Gen. Peter Pace, chairman of the Joint Chiefs of Staff, is taking fire for saying that homosexual acts are immoral. It shows just how far our society has fallen from its Judeo-Christian heritage that such a remark is considered controversial.
After a boffo opening weekend for 300, the R-rated, sexualized depiction of Spartan bloodlust, I heard a woman caller to a radio talk show express shock that parents had taken young children to see it. The lady said, quite rightly, that 300 is inappropriate fare for children.
As the scandal over roaches and other problems at the Walter Reed Army Medical Center unfolds, the Army's surgeon general has been given his marching orders–the third such bigwig to pay for the fiasco with his job. It is bureaucracy run amok. Many politicians are saying it's time for the government to take over.
The price of gasoline has spiked about 20 cents in the last couple of weeks–not because of turmoil and uncertainty in the Middle East, but because demand has remained strong even while some U.S. refineries have gone off line. In other words, it's a supply and demand problem. What you don't hear much is that we have not built a new refinery in decades, when population and oil usage were much lower.
Politicians have learned from Watergate that not only is confession good for the soul, it's good for your career.
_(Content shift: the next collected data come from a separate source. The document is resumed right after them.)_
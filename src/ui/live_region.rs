use std::io::{self, Write};

use crossterm::{cursor, terminal, QueueableCommand};

/// A single terminal line redrawn in place
#[derive(Debug, Default)]
pub struct StatusLine {
    drawn: bool,
}

impl StatusLine {
    pub fn new() -> Self {
        Self::default()
    }

    pub fn update(&mut self, out: &mut impl Write, content: &str) -> io::Result<()> {
        out.queue(cursor::MoveToColumn(0))?;
        out.queue(terminal::Clear(terminal::ClearType::CurrentLine))?;
        out.write_all(content.as_bytes())?;
        out.flush()?;
        self.drawn = true;
        Ok(())
    }

    /// Erase the line so regular output can follow
    pub fn clear(&mut self, out: &mut impl Write) -> io::Result<()> {
        if self.drawn {
            out.queue(cursor::MoveToColumn(0))?;
            out.queue(terminal::Clear(terminal::ClearType::CurrentLine))?;
            out.flush()?;
            self.drawn = false;
        }
        Ok(())
    }
}
//! Common test utilities for modtrim CLI tests.
//!
//! - `TestEnv`: isolated project and home directories plus a binary runner
//! - `fixtures`: reusable manifests

pub mod env;
pub mod fixtures;

pub use env::*;
#[allow(unused_imports)]
pub use fixtures::*;
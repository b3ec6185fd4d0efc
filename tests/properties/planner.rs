//! Property tests for the removal planner.

use std::collections::HashSet;

use proptest::prelude::*;

use modtrim::domain::ports::ModuleRegistry;
use modtrim::{DependencyClosureBuilder, ModuleId, RemovalPlanner};

use crate::closure::graph;

proptest! {
    #![proptest_config(ProptestConfig {
        cases: 128,
        .. ProptestConfig::default()
    })]

    /// PROPERTY: Kept and disposed modules partition the project.
    #[test]
    fn property_keep_and_dispose_partition(g in graph(), pick in any::<prop::sample::Index>()) {
        let (project, ids) = g.build();
        let seed = ids[pick.index(ids.len())];
        let closure = DependencyClosureBuilder::new(&project, &project).build(seed);

        let plan = RemovalPlanner::plan(project.modules(), closure, seed);

        let disposed: HashSet<ModuleId> = plan.dispose().iter().map(|m| m.id()).collect();
        prop_assert_eq!(disposed.len(), plan.dispose().len());
        for id in &ids {
            prop_assert!(plan.closure().contains(*id) != disposed.contains(id));
        }
        prop_assert!(!disposed.contains(&seed));
    }

    /// PROPERTY: Test roots come from kept modules other than the seed.
    #[test]
    fn property_test_roots_exclude_seed(g in graph(), pick in any::<prop::sample::Index>()) {
        let (project, ids) = g.build();
        let seed = ids[pick.index(ids.len())];
        let closure = DependencyClosureBuilder::new(&project, &project).build(seed);

        let plan = RemovalPlanner::plan(project.modules(), closure, seed);

        let expected: Vec<_> = project
            .modules()
            .iter()
            .filter(|m| m.id() != seed && plan.closure().contains(m.id()))
            .flat_map(|m| m.test_roots().iter().cloned())
            .collect();
        prop_assert_eq!(plan.test_roots(), expected.as_slice());
        prop_assert_eq!(plan.step_count(), plan.dispose().len() + plan.test_roots().len());
    }
}
//! Privileged mutation thread
//!
//! A single thread owns the state; callers send it boxed tasks and block on a
//! reply channel. Tasks therefore run one at a time, in submission order.

use std::io;
use std::panic::{self, AssertUnwindSafe};
use std::sync::mpsc::{self, Sender};
use std::thread::{self, JoinHandle};

use crate::domain::ports::{DispatchError, MutationExecutor};

use super::CancellationToken;

type Job<S> = Box<dyn FnOnce(&mut S) + Send>;

pub const MUTATION_THREAD_NAME: &str = "modtrim-mutations";

/// Owns `S` on a dedicated thread and runs hand-offs there
pub struct PrivilegedThread<S: Send + 'static> {
    sender: Option<Sender<Job<S>>>,
    handle: Option<JoinHandle<S>>,
    token: CancellationToken,
}

impl<S: Send + 'static> PrivilegedThread<S> {
    pub fn spawn(state: S) -> io::Result<Self> {
        Self::with_token(state, CancellationToken::new())
    }

    pub fn with_token(state: S, token: CancellationToken) -> io::Result<Self> {
        let (sender, receiver) = mpsc::channel::<Job<S>>();
        let handle = thread::Builder::new()
            .name(MUTATION_THREAD_NAME.to_string())
            .spawn(move || {
                let mut state = state;
                for job in receiver {
                    job(&mut state);
                }
                tracing::debug!("mutation thread stopped");
                state
            })?;

        Ok(Self {
            sender: Some(sender),
            handle: Some(handle),
            token,
        })
    }

    pub fn token(&self) -> &CancellationToken {
        &self.token
    }

    /// Stop the thread once queued work is done and hand the state back
    pub fn shutdown(mut self) -> Result<S, DispatchError> {
        self.sender.take();
        let handle = self.handle.take().ok_or(DispatchError::Disconnected)?;
        handle.join().map_err(|_| DispatchError::Panicked)
    }
}

impl<S: Send + 'static> MutationExecutor<S> for PrivilegedThread<S> {
    fn dispatch<R, F>(&self, task: F, cancellable: bool) -> Result<R, DispatchError>
    where
        F: FnOnce(&mut S) -> R + Send + 'static,
        R: Send + 'static,
    {
        if cancellable && self.token.is_cancelled() {
            return Err(DispatchError::Cancelled);
        }

        let sender = self.sender.as_ref().ok_or(DispatchError::Disconnected)?;
        let (reply, outcome) = mpsc::sync_channel(1);
        let job: Job<S> = Box::new(move |state: &mut S| {
            let result = panic::catch_unwind(AssertUnwindSafe(|| task(state)));
            let _ = reply.send(result);
        });
        sender.send(job).map_err(|_| DispatchError::Disconnected)?;

        match outcome.recv() {
            Ok(Ok(value)) => Ok(value),
            Ok(Err(_)) => {
                tracing::error!("task panicked on the mutation thread");
                Err(DispatchError::Panicked)
            }
            Err(_) => Err(DispatchError::Disconnected),
        }
    }

    fn is_cancelled(&self) -> bool {
        self.token.is_cancelled()
    }
}

impl<S: Send + 'static> Drop for PrivilegedThread<S> {
    fn drop(&mut self) {
        self.sender.take();
        if let Some(handle) = self.handle.take() {
            let _ = handle.join();
        }
    }
}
Last week Barack Obama paid a reported 17 unpaid parking tickets from his days in the Ivy League. Now that this detail from his past is taken care of publicly, it's no longer fair game during the campaign–at least that's the hope.
The NAACP board recently forced out the civil-right's organization's new leader, Bruce Gordon, after only 19 months in the office. According to Clarence Page of the Chicago Tribune, Gordon's corporate background and results-oriented focus inclined him away from the stock-in-trade of the old dinosaurs in the movement, who blame most problems in the African-American community on white racism. Gordon was more interested in helping young blacks get better educations, as well as taking other practical steps for black advancement.
Fight global warming and the unrestricted spewing of greenhouse gases into the atmosphere. Boycott Al Gore.
With "Scooter" Libby now facing 25 years in prison for lying about a crime no one committed, I await a groundswell of Democrats who will admit that the investigation and impeachment of Bill Clinton for committing perjury were justified. Who's with me?
A wise person once said, "Never confuse activity with productivity." True, but never confuse inactivity with it, either.
Anna Nicole Smith's burial may (it is to be fervently hoped) put a merciful end to the unseemly hype about her life and death. Let her memory rest in peace now, with hope that this troubled woman found grace with her Creator, who knows the state of her heart.
Barack Obama, still facing perceptions in the African-American community that he is not "black" enough (his mother is white and his father is from Kenya and he comes from a life of privilege), the Illinois senator is facing a new problem. An amateur genealogist is advancing the theory that a couple of Obama's ancestors owned slaves. I can see the enthusiasm for the nation's first "African-American" president being decidedly muted should the theory be proven true, can't you?
Just weeks after Barack Obama stepped in it for saying the lives of American soldiers have been "wasted" in Iraq, John McCain used the same word while announcing his candidacy to, of all people, David Letterman. McCain has yet to apologize, though Democrats, who always "suuport the troops," are demanding that he do so immediately. Yes, McCain, a former POW and a staunch supporter of the Iraq mission, should indeed apologize for this gaffe. But I do think he has a touch more credibility on the issue than does Obama.